The Meizu PRO 6 Plus is a smartphone designed and produced by the Chinese manufacturer Meizu, which runs on Flyme OS, Meizu's modified Android operating system. It is the company's latest model of the flagship PRO series, succeeding the Meizu PRO 6. It was unveiled in November 2016.

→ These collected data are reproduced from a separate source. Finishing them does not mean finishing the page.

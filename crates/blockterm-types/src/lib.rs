//! Foundation types for BlockTerm.
//!
//! This crate holds the types shared by every BlockTerm crate: the error
//! enum and its `Result` alias, plus the TOML-backed session configuration
//! and version record.

pub mod config;
pub mod error;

The Meizu PRO 6 Plus was released with an updated version of Flyme OS, a modified operating system based on Android Lollipop. It features an alternative, flat design and improved one-handed usability.

== Hardware and design ==
The Meizu PRO 6 features a Samsung Exynos 8890 with an array of eight ARM Cortex CPU cores, an ARM Mali-T880 MP10 GPU for internal storage 64 GB and ARM Mali-T880 MP12 GPU for Internal Storage 128GB, both of them using RAM 4GB high speed LPDDR4 which scores a result of 110.000 points on the AnTuTu benchmark. The rear camera comes with 12 megapixels with ƒ / 2.0 large aperture while the front camera is 5 megapixels with ƒ / 2.0 aperture. Meizu PRO 6 Plus is a dual SIM smartphone that accepts . Connectivity options include Wi-Fi, GPS, Bluetooth, NFC and 4G. Sensors on the phone include Proximity sensor, Accelerometer and Ambient light sensor.

== Availability ==
Meizu PRO 6 Plus is available for sale since November 2016, Meizu selling mobile phone for online and Offline in some countries. Online sales in Asia, only two are India and Israel, Europe is in; France, Italy, Russia, Spain, Ukraine, United Kingdom, South America: Brazil; Oceania: New Zealand. While sales Offline served only at Brunie, Myanmar, Cambodia, New Zealand, and Sri Lanka.